The French, of course, set the benchmark for generating clean, safe and reliable nuclear power; they’ve been doing so for nearly 60 years and still get over 75% of their electricity from their nuclear plants, and export large volumes of what they generate to power starved Germans and Brits.

Meanwhile, Australia sits as the only G20 Nation to not employ nuclear power. With the power pricing and supply catastrophe out in Europe, Australia’s legislated ban on nuclear power looks positively insane.

Australia holds the world’s largest uranium reserves and, despite its shifting policy of limiting the number of mines and states that have banned them, is the world’s third-largest uranium exporter. Happy to export it, but too dim to use it ourselves.

That Australia, among the world’s largest uranium exporters, doesn’t rely on nuclear power astonishes those from the 30 countries where you’ll find nearly 450 nuclear reactors currently operating – including the French, Americans, Canadians, Japanese and Chinese. Another 15 countries are currently building 60 reactors among them. Nuclear power output accounts for over 11% of global electricity production. But not a lick of it in Australia.

In 1998, the Federal government enacted legislation that prohibits nuclear power generation in any form. The Environment Protection and Biodiversity Conservation Act and the Australian Radiation Protection and Nuclear Safety Act, specifically prohibit nuclear fuel fabrication, power, enrichment or reprocessing facilities.

The article below was drawn by Queensland Nationals Senator, Matt Canavan – who is one of this country’s best advocates for nuclear power. But, as Matt explains, with everything on its side, nuclear power hardly needs an advocate, at all.

Australia left out in the cold in nuclear renaissance
The Australian
Matt Canavan
4 October 2022

Many would not know there is a nuclear reactor just 30km from Sydney’s CBD. The Lucas Heights nuclear reactor does not produce electricity but medicines, which one in every two Australians will need during their lifetime.

Ironically, it is also the reason Australia maintains a unique ban on nuclear energy. In 1998, the Howard government needed to pass legislation to rebuild the Lucas Heights reactor. To get the bill through the Senate, the government agreed to a Labor and Greens amendment to ban nuclear energy. The debate in the Senate on the nuclear ban idea took fewer than 30 minutes.

In the 1990s, Australia had a young fleet of coal-fired power stations and banning nuclear appeared an easy concession to make. Now Australia is left as the only large rich nation to have a ban on nuclear energy and we are at risk of being left behind.

Nuclear energy is going through a renaissance. France has plans to build 14 nuclear plants, Britain wants to build one every year, and the development of small modular reactors promises lower costs and easier waste solutions.

Even without these developments, Australia’s ban makes no sense. We should prohibit an energy alternative only if it is unsafe or would do significant harm to our environment.
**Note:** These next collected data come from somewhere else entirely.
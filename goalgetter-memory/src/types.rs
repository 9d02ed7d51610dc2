//! Conversation data structures

use chrono::{DateTime, Utc};
use serde::{Deserialize, Serialize};
use uuid::Uuid;

use crate::tokens::estimate_tokens;

/// Role of a conversation message
#[derive(Debug, Clone, Copy, PartialEq, Eq, Serialize, Deserialize)]
#[serde(rename_all = "lowercase")]
pub enum Role {
    User,
    Assistant,
    Tool,
}

impl Role {
    /// String form used in storage and prompts
    pub fn as_str(&self) -> &'static str {
        match self {
            Role::User => "user",
            Role::Assistant => "assistant",
            Role::Tool => "tool",
        }
    }

    /// Parse the storage string form
    pub fn parse(s: &str) -> Option<Self> {
        match s {
            "user" => Some(Role::User),
            "assistant" => Some(Role::Assistant),
            "tool" => Some(Role::Tool),
            _ => None,
        }
    }
}

impl std::fmt::Display for Role {
    fn fmt(&self, f: &mut std::fmt::Formatter<'_>) -> std::fmt::Result {
        f.write_str(self.as_str())
    }
}

/// A conversation message, immutable once appended
#[derive(Debug, Clone, Serialize, Deserialize)]
pub struct Message {
    /// Message identifier
    pub id: Uuid,
    /// Message role
    pub role: Role,
    /// Message content
    pub content: String,
    /// Approximate token cost, fixed at construction
    pub token_estimate: u32,
    /// Message timestamp
    pub timestamp: DateTime<Utc>,
}

impl Message {
    /// Create a new message; the token estimate is derived from the content
    pub fn new(role: Role, content: impl Into<String>) -> Self {
        let content = content.into();
        let token_estimate = estimate_tokens(&content);
        Self {
            id: Uuid::new_v4(),
            role,
            content,
            token_estimate,
            timestamp: Utc::now(),
        }
    }

    /// Create a user message
    pub fn user(content: impl Into<String>) -> Self {
        Self::new(Role::User, content)
    }

    /// Create an assistant message
    pub fn assistant(content: impl Into<String>) -> Self {
        Self::new(Role::Assistant, content)
    }

    /// Create a tool message
    pub fn tool(content: impl Into<String>) -> Self {
        Self::new(Role::Tool, content)
    }

    /// Override the token estimate (e.g. when the provider reported usage)
    pub fn with_token_estimate(mut self, tokens: u32) -> Self {
        self.token_estimate = tokens;
        self
    }
}

/// Cumulative token estimate of a message sequence
pub fn total_tokens(messages: &[Message]) -> u64 {
    messages.iter().map(|m| u64::from(m.token_estimate)).sum()
}

/// Per-user ordered conversation history
#[derive(Debug, Clone, Serialize, Deserialize)]
pub struct ConversationSession {
    /// Owning user identifier
    pub user_id: String,
    /// Messages, oldest first
    pub messages: Vec<Message>,
}

impl ConversationSession {
    /// Create an empty session
    pub fn new(user_id: impl Into<String>) -> Self {
        Self {
            user_id: user_id.into(),
            messages: Vec::new(),
        }
    }

    /// Create a session over an existing message sequence
    pub fn with_messages(user_id: impl Into<String>, messages: Vec<Message>) -> Self {
        Self {
            user_id: user_id.into(),
            messages,
        }
    }

    /// Append a message
    pub fn push(&mut self, message: Message) {
        self.messages.push(message);
    }

    /// Cumulative token estimate of the session
    pub fn total_tokens(&self) -> u64 {
        total_tokens(&self.messages)
    }

    /// The most recent message, if any
    pub fn last(&self) -> Option<&Message> {
        self.messages.last()
    }

    pub fn len(&self) -> usize {
        self.messages.len()
    }

    pub fn is_empty(&self) -> bool {
        self.messages.is_empty()
    }

    /// Render the most recent messages as prompt context.
    ///
    /// Numbered `role: content` lines, long content truncated to 200 chars.
    /// Empty when the session holds fewer than two messages.
    pub fn recent_context(&self, max_messages: usize) -> String {
        if self.messages.len() <= 1 {
            return String::new();
        }

        let start = self.messages.len().saturating_sub(max_messages);
        let mut lines = vec!["CONVERSATION HISTORY:".to_string()];
        for (i, msg) in self.messages[start..].iter().enumerate() {
            let mut content = msg.content.clone();
            if content.chars().count() > 200 {
                content = content.chars().take(200).collect::<String>() + "...";
            }
            lines.push(format!("{}. {}: {}", i + 1, msg.role, content));
        }
        lines.join("\n")
    }
}
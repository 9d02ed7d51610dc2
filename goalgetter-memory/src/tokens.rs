//! Approximate token counting

/// Characters per token for the rough estimate
const CHARS_PER_TOKEN: usize = 4;

/// Extra tokens charged per message for role and framing
const MESSAGE_OVERHEAD_TOKENS: u32 = 3;

/// Estimate the token cost of one message's content.
///
/// Rough count: ~4 characters per token plus a small per-message overhead.
/// Good enough for trim thresholding; exact tokenization is the model's
/// business, not ours.
pub fn estimate_tokens(text: &str) -> u32 {
    let chars = text.chars().count();
    (chars.div_ceil(CHARS_PER_TOKEN)) as u32 + MESSAGE_OVERHEAD_TOKENS
}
Nuclear energy is safe and it would be good for the environment.

According to the website Our World in Data, nuclear energy has the second lowest fatalities per unit of electricity produced, even lower than wind energy and only slightly higher than solar energy.

Nuclear is much safer than the use and transportation of flammable fuels such as coal, gas or hydrogen. Nuclear is the greenest form of modern energy because it produces an enormous amount of energy from small amounts.

Canadian economic analyst Vaclav Smil, in his book Power Density: A Key to Understanding Energy Sources and Uses (MIT Press), writes that a single Coke can of uranium can provide you enough energy for your whole life.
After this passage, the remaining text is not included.